Ralph Howard Fowler


 

1889-1944.  Professor of Applied Mathematics and Stoker Lecturer.  Fowler

Fowler was educated at Winchester College and Trinity, where he read mathematics, becoming a wrangler in Part II.

In the First World War he obtained a commission in the Royal Marine Artillery and was seriously wounded in his shoulder in the Gallipoli campaign. The wound caused him to be introduced to Archibald Hill, who brought Fowler's abilities to the realm of physics. He worked as Hill's second in command working with the Experimental Department of HMS Excellent on Whale Island and made a major contribution on the aerodynamics of spinning shells, for which he was awarded the OBE in 1918.

In 1919 Fowler returned to Trinity and was appointed College Lecturer in Mathematics in 1920. Here he worked on thermodynamics and statistical mechanics, bringing a new approach to physical chemistry. With Arthur Milne he wrote a seminal work on stellar spectra, temperatures, and pressures. In 1925 he was made a Fellow of the Royal Society. In 1926 he worked with Paul Dirac on the statistical mechanics of white dwarf stars. In 1928 he published (with Lothar Nordheim) a seminal paper that explained the physical phenomenon now known as field electron emission, and helped to establish the validity of modern electron band theory. In 1931, he was the first to formulate and label the zeroth law of thermodynamics. In 1932 he was elected to the Chair of Theoretical Physics at the Cavendish Laboratory.

In 1939, when the Second World War broke out, he resumed his work with the Ordnance Board, despite poor health, and was chosen for scientific liaison with Canada and the United States. He knew America well, having visiting professorships at Princeton and the University of Wisconsin–Madison. For this liaison work he was knighted in 1942. He returned to Britain later in the war and worked for the Ordnance Board and the Admiralty up until a few weeks before his death in 1944.

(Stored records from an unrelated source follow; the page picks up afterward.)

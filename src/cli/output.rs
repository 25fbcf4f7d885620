use ansi_term::{Colour, Style};
use chrono::{DateTime, Local};
use serde::Serialize;

use crate::{
    tracking::{
        list::ProjectList,
        project::{Project, ProjectState},
    },
    utils::time::{format_elapsed, local_from_millis},
};

/// What `list --json` prints for one project.
#[derive(Debug, Serialize)]
pub struct ProjectView<'a> {
    pub index: usize,
    pub name: &'a str,
    pub state: ProjectState,
    pub accumulated_ms: u64,
    pub running_since: Option<DateTime<Local>>,
    pub time_spent_ms: u64,
}

impl<'a> ProjectView<'a> {
    pub fn new(index: usize, project: &'a Project, now: i64) -> Self {
        Self {
            index,
            name: project.name(),
            state: project.state(),
            accumulated_ms: project.accumulated_ms(),
            running_since: project
                .is_running()
                .then(|| local_from_millis(project.iteration_start()))
                .flatten(),
            time_spent_ms: project.time_spent_at(now),
        }
    }
}

/// One line per project: `index  state  time  name`. Every project is measured against the same
/// `now` so rows stay comparable.
pub fn render_rows(list: &ProjectList, now: i64, colored: bool) -> Vec<String> {
    let mut rows = Vec::with_capacity(list.len());
    list.for_each(|project, index, _| {
        let state = format!("{:<7}", project.state());
        let state = match (colored, project.state()) {
            (false, _) => state,
            (true, ProjectState::Running) => Colour::Green.bold().paint(state).to_string(),
            (true, ProjectState::Stopped) => Style::new().dimmed().paint(state).to_string(),
        };
        let since = match ProjectView::new(index, project, now).running_since {
            Some(since) => format!(" (since {})", since.format("%H:%M")),
            None => String::new(),
        };
        rows.push(format!(
            "{index:>3}  {state}  {:>9}  {}{since}",
            format_elapsed(project.time_spent_at(now)),
            project.name(),
        ));
    });
    rows
}

pub fn print_table(list: &ProjectList, now: i64) {
    if list.is_empty() {
        println!("No projects yet. Add one with `worktally add <name>`.");
        return;
    }
    for row in render_rows(list, now, true) {
        println!("{row}");
    }
}

pub fn print_json(list: &ProjectList, now: i64) -> anyhow::Result<()> {
    let views = list
        .iter()
        .enumerate()
        .map(|(index, project)| ProjectView::new(index, project, now))
        .collect::<Vec<_>>();
    println!("{}", serde_json::to_string_pretty(&views)?);
    Ok(())
}
pub mod output;
pub mod watch;

use std::{path::PathBuf, sync::Arc};

use anyhow::{Context, Result};
use clap::{Parser, Subcommand};
use output::{print_json, print_table};
use tracing::{info, level_filters::LevelFilter};
use watch::{process_watch_command, WatchCommand};

use crate::{
    store::file::FileStore,
    tracker::Tracker,
    utils::{
        clock::{Clock, DefaultClock},
        dir::{create_application_default_path, ensure_dir},
        logging::{enable_logging, CLI_PREFIX, WATCH_PREFIX},
    },
};

#[derive(Parser, Debug)]
#[command(name = "worktally", version, long_about = None)]
#[command(about = "Track working time per project", long_about = None)]
pub struct Args {
    #[command(subcommand)]
    commands: Commands,
    #[arg(
        long,
        global = true,
        env = "WORKTALLY_DIR",
        help = "Application directory. By default tries to save into $XDG_STATE_HOME or $HOME/.local/state"
    )]
    dir: Option<PathBuf>,
    #[arg(long, global = true, help = "Enable logging to the console")]
    log: bool,
    #[arg(long = "log-filter", global = true)]
    log_filter: Option<LevelFilter>,
}

#[derive(Subcommand, Debug)]
enum Commands {
    #[command(about = "Add a new stopped project at the end of the list")]
    Add { name: String },
    #[command(about = "Remove the project at the given index")]
    Remove { index: usize },
    #[command(about = "Start counting time for a project")]
    Start { index: usize },
    #[command(about = "Stop counting time for a project")]
    Stop { index: usize },
    #[command(about = "Stop a project and drop all of its time")]
    Reset { index: usize },
    #[command(about = "Show all projects and their time")]
    List {
        #[arg(long, help = "Print as JSON")]
        json: bool,
    },
    #[command(about = "Follow changes made by other instances")]
    Watch {
        #[command(flatten)]
        command: WatchCommand,
    },
}

pub async fn run_cli(args: Args) -> Result<()> {
    let app_dir = args
        .dir
        .map_or_else(create_application_default_path, ensure_dir)?;

    let logging_level = if args.log {
        Some(LevelFilter::TRACE)
    } else {
        args.log_filter
    };
    let prefix = match args.commands {
        Commands::Watch { .. } => WATCH_PREFIX,
        _ => CLI_PREFIX,
    };
    enable_logging(prefix, &app_dir, logging_level, args.log)?;

    let store_dir = app_dir.join("store");
    let store = FileStore::open(store_dir.clone())?;
    let clock: Arc<dyn Clock> = Arc::new(DefaultClock);
    let mut tracker = Tracker::open(store, clock.clone())
        .await
        .with_context(|| format!("Can't load projects from {}", store_dir.display()))?;

    let found = match args.commands {
        Commands::Add { name } => {
            let index = tracker.add(name).await?;
            info!("Added project at {index}");
            true
        }
        Commands::Remove { index } => tracker.remove(index).await?,
        Commands::Start { index } => tracker.start(index).await?,
        Commands::Stop { index } => tracker.stop(index).await?,
        Commands::Reset { index } => tracker.reset(index).await?,
        Commands::List { json: true } => {
            return print_json(tracker.projects(), clock.millis());
        }
        Commands::List { json: false } => true,
        Commands::Watch { command } => {
            return process_watch_command(command, tracker, clock, &store_dir).await;
        }
    };

    if !found {
        println!("No project with that index, nothing changed.");
    }
    print_table(tracker.projects(), clock.millis());
    Ok(())
}
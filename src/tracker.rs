use std::sync::Arc;

use tracing::{info, instrument, warn};

use crate::{
    store::{KeyValueStore, StoreError},
    sync::{SyncMonitor, SyncOutcome},
    tracking::{list::ProjectList, project::Project},
    utils::clock::Clock,
};

/// The persistence side of the application. Owns the project list and writes it to the store
/// after every change made through it.
pub struct Tracker<S> {
    projects: ProjectList,
    monitor: SyncMonitor<S>,
    clock: Arc<dyn Clock>,
}

impl<S: KeyValueStore> Tracker<S> {
    /// Loads the current list from `store`. Any store error here is fatal: there is no mode that
    /// works without persistence.
    pub async fn open(store: S, clock: Arc<dyn Clock>) -> Result<Self, StoreError> {
        Self::open_with(SyncMonitor::new(store, clock.clone()), clock).await
    }

    pub async fn open_with(
        mut monitor: SyncMonitor<S>,
        clock: Arc<dyn Clock>,
    ) -> Result<Self, StoreError> {
        let mut projects = ProjectList::new();
        match monitor.load(&mut projects).await? {
            SyncOutcome::Replaced { rejected, .. } if !rejected.is_empty() => {
                warn!("Loaded with {} unreadable projects", rejected.len())
            }
            _ => (),
        }
        info!("Opened tracker with {} projects", projects.len());
        Ok(Self {
            projects,
            monitor,
            clock,
        })
    }

    pub fn projects(&self) -> &ProjectList {
        &self.projects
    }

    /// Gives access to subscriptions. Changes made here are not persisted until the next
    /// [Tracker::persist].
    pub fn projects_mut(&mut self) -> &mut ProjectList {
        &mut self.projects
    }

    pub fn monitor(&self) -> &SyncMonitor<S> {
        &self.monitor
    }

    /// Returns the index of the new project.
    #[instrument(skip(self, name))]
    pub async fn add(&mut self, name: impl Into<String>) -> Result<usize, StoreError> {
        self.projects.add(Project::new(name, self.clock.clone()));
        self.persist().await?;
        Ok(self.projects.len() - 1)
    }

    /// `false` when `index` is out of range. Nothing is written in that case.
    #[instrument(skip(self))]
    pub async fn remove(&mut self, index: usize) -> Result<bool, StoreError> {
        if index >= self.projects.len() {
            return Ok(false);
        }
        self.projects.remove(index);
        self.persist().await?;
        Ok(true)
    }

    pub async fn start(&mut self, index: usize) -> Result<bool, StoreError> {
        self.update(index, Project::start).await
    }

    pub async fn stop(&mut self, index: usize) -> Result<bool, StoreError> {
        self.update(index, Project::stop).await
    }

    pub async fn reset(&mut self, index: usize) -> Result<bool, StoreError> {
        self.update(index, Project::reset).await
    }

    /// One monitor tick against the store.
    pub async fn sync(&mut self) -> Result<SyncOutcome, StoreError> {
        self.monitor.tick(&mut self.projects).await
    }

    pub async fn persist(&mut self) -> Result<(), StoreError> {
        self.monitor.persist(&self.projects).await
    }

    async fn update(
        &mut self,
        index: usize,
        operation: impl FnOnce(&mut Project),
    ) -> Result<bool, StoreError> {
        let Some(project) = self.projects.get_mut(index) else {
            return Ok(false);
        };
        operation(project);
        self.persist().await?;
        Ok(true)
    }
}
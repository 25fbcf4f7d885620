use chrono::{DateTime, Local};

/// This is the standard way of showing time spent in worktally: `H:MM:SS`, hours unbounded.
pub fn format_elapsed(millis: u64) -> String {
    let seconds = millis / 1000;
    format!(
        "{}:{:02}:{:02}",
        seconds / 3600,
        (seconds / 60) % 60,
        seconds % 60
    )
}

/// Local time for an epoch-millisecond timestamp. `None` for values chrono can't represent.
pub fn local_from_millis(millis: i64) -> Option<DateTime<Local>> {
    DateTime::from_timestamp_millis(millis).map(|v| v.with_timezone(&Local))
}
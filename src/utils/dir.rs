use std::{env, io, path::PathBuf};

use anyhow::{anyhow, Result};

const APPLICATION_DIR: &str = "worktally";

/// Resolves `$XDG_STATE_HOME/worktally` (or `$HOME/.local/state/worktally`, `%APPDATA%\worktally`
/// on Windows) and makes sure it exists.
pub fn create_application_default_path() -> Result<PathBuf> {
    let path = {
        #[cfg(windows)]
        {
            let mut path = env::var("APPDATA")
                .map(PathBuf::from)
                .map_err(|_| anyhow!("APPDATA should be present on Windows"))?;
            path.push(APPLICATION_DIR);
            path
        }
        #[cfg(not(windows))]
        {
            let mut path = env::var("XDG_STATE_HOME")
                .map(PathBuf::from)
                .or_else(|_| {
                    env::var("HOME").map(|home| {
                        let mut path = PathBuf::from(home);
                        path.push(".local/state");
                        path
                    })
                })
                .map_err(|_| anyhow!("Couldn't find neither XDG_STATE_HOME nor HOME"))?;
            path.push(APPLICATION_DIR);
            path
        }
    };

    ensure_dir(path)
}

pub fn ensure_dir(path: PathBuf) -> Result<PathBuf> {
    match std::fs::create_dir_all(&path) {
        Ok(_) => Ok(path),
        Err(v) if v.kind() == io::ErrorKind::AlreadyExists => Ok(path),
        Err(v) => Err(v.into()),
    }
}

Fifteen Fellows of the Royal Society and three Nobel Laureates (Subrahmanyan Chandrasekhar, Dirac, and Sir Nevill Mott) were supervised by Fowler between 1922 and 1939. In addition to Milne, he worked with Sir Arthur Eddington, Chandrasekhar, Dirac and Sir William McCrea. It was Fowler who introduced Dirac to quantum theory in 1923. Fowler also put Dirac and Werner Heisenberg in touch with each other through Niels Bohr. 

Fowler was a keen amateur cricketer who played as a wicket-keeper. He twice played for Norfolk in the Minor Counties Championship.  He was married to the daughter of Ernest Rutherford.

 

Memorial inscription Translation

RALPH HOWARD FOWLER

COLLEGII PER XXX ANNOS SOCIVS DISCIPLINAE PHYSICAE THEORETICAE PER XII ANNOS PROFESSOR PLVMMERIANVS ERNESTI RVTHERFORD DISCIPVLVS ET GENER VIR ET CORPORIS ET INGENII ROBORE PRAECELLENS MILES IN PRIORE BELLO STRENVVS
IN ALTERO MORBO INSANABILI IAM AFFECTVS
PATRIAE TAMEN SALVTI PRO RARA SCIENTIAE EXPERIENTIA VLTRA MEMBRORVM VIRES DESERVIENS
MORTEM VICTORIA NONDVM PARTA IMPAVIDVS OBIIT
A.S.MDCCCCXLIV AETATIS SVAE LVI


Ralph Howard Fowler was Fellow of the College for thirty years and Plummer Professor of Theoretical Physics for twelve years.  He was both pupil and son-in-law of Ernest Rutherford.  Remarkable for his strength of mind and body, he was an active soldier in the First World War; in the Second, though afflicted by an incurable disease, he exceeded his bodily strength in employing his unique scientific skill for the salvation of his country, and died fearlessly in 1944, before victory had been won, at the age of fifty-five.

Ralph Howard Fowler

Brass located on the north wall of the Ante-Chapel. 
Memorial text by Robert Mantle Rattenbury.